Medical malpractice lawsuits involve “negligence,” “standard of care,” “causation,” and “damages.” To succeed in a medical malpractice suit, the plaintiff must prove that the defendant was negligent and that that negligence caused injury. To prove negligence, the plaintiff must prove that the physician violated the standard of care. The challenge in this complicated specialty of law is that there is no “standard.”

“Standard of care” is a legal term, not a medical one. It is not established by the medical profession nor is it set forth in the law. It is, literally, a matter of opinion. Both the plaintiff and the defendant will elicit the testimony of experts to establish “what a reasonably prudent doctor would do in similar circumstances.” At trial, the jury is faced with choosing which “standard” to apply.

Choosing a Medical Expert

Identifying the best medical expert to establish standard of care is one of the most critical decisions we will make in your case. In this highly-specialized area of law, the experience of your attorney and the credibility of your expert really matters. Often it makes all the difference in the outcome of your case.

Over the past 40 years of trial practice, we have worked with a host of preeminent physicians who yield extensive experience and professional respect in their specialty. We seek physician scholars working at teaching hospitals and in research who are able not only to explain the medicine but who can help the jury appreciate what is sometimes a fine line in standard of care. The expert’s ability to effectively communicate complicated aspects of your case is paramount, which is why we often choose experts who are also professors at some of the finest institutions in the country.
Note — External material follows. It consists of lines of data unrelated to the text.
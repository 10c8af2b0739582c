//! Deterministic simulation module
//!
//! All gameplay logic lives here. This module must stay pure and
//! deterministic:
//! - One fixed advance per tick
//! - Seeded RNG only
//! - A single clock reading per tick, supplied by the caller
//! - No rendering or platform dependencies

pub mod collision;
pub mod motion;
pub mod projection;
pub mod spawn;
pub mod state;
pub mod tick;

pub use projection::{project, scale, screen_x, screen_y};
pub use state::{
    Building, Bullet, Cooldowns, Enemy, EnemyBullet, EnemyKind, GameEvent, GameState, Particle,
    Powerup, Star,
};
pub use tick::{TickInput, tick};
Virginia’s Standard of Care Statute

By statute in the Commonwealth of Virginia, “the standard of care… shall be that degree of skill and diligence practiced by a reasonably prudent practitioner in the field of practice or specialty in this Commonwealth and the testimony of an expert witness, otherwise qualified, as to such standard of care, shall be admitted…” The statute further states that “any health care provider who is licensed to practice in Virginia shall be presumed to know the statewide standard of care in the specialty or field of practice in which he is qualified and certified.”

View our medical malpractice case results for more detail on “standard of care.”


Contributory Negligence

The law in the Commonwealth of Virginia is sometimes antiquated. There is perhaps no better example than contributory negligence.

Contributory negligence is the doctrine that “any negligence of a plaintiff which is a proximate cause of the accident will bar recovery.” Litchford v. Hancock, 232 Va. 496, 499 (1987). What does this mean? If you are injured and your own negligence caused the accident or contributed to the cause of the accident, you cannot recover anything. Put another way: even if you or your actions contributed just 1percent of the cause of the accident, you get nothing. Under this outdated law in Virginia, if you are determined to be contributorily negligent then you are not entitled to collect any damages from the party who allegedly caused your accident and injury.

Contributory negligence has been abandoned by most states. Only five jurisdictions recognize this Pure Contributory Negligence Rule: Virginia, Maryland, the District of Columbia, North Carolina, and Alabama. The rest of the states have some form of what is called comparative negligence, where a plaintiff’s recovery is reduced proportionate to his or her fault. Comparative negligence is more forgiving to plaintiffs.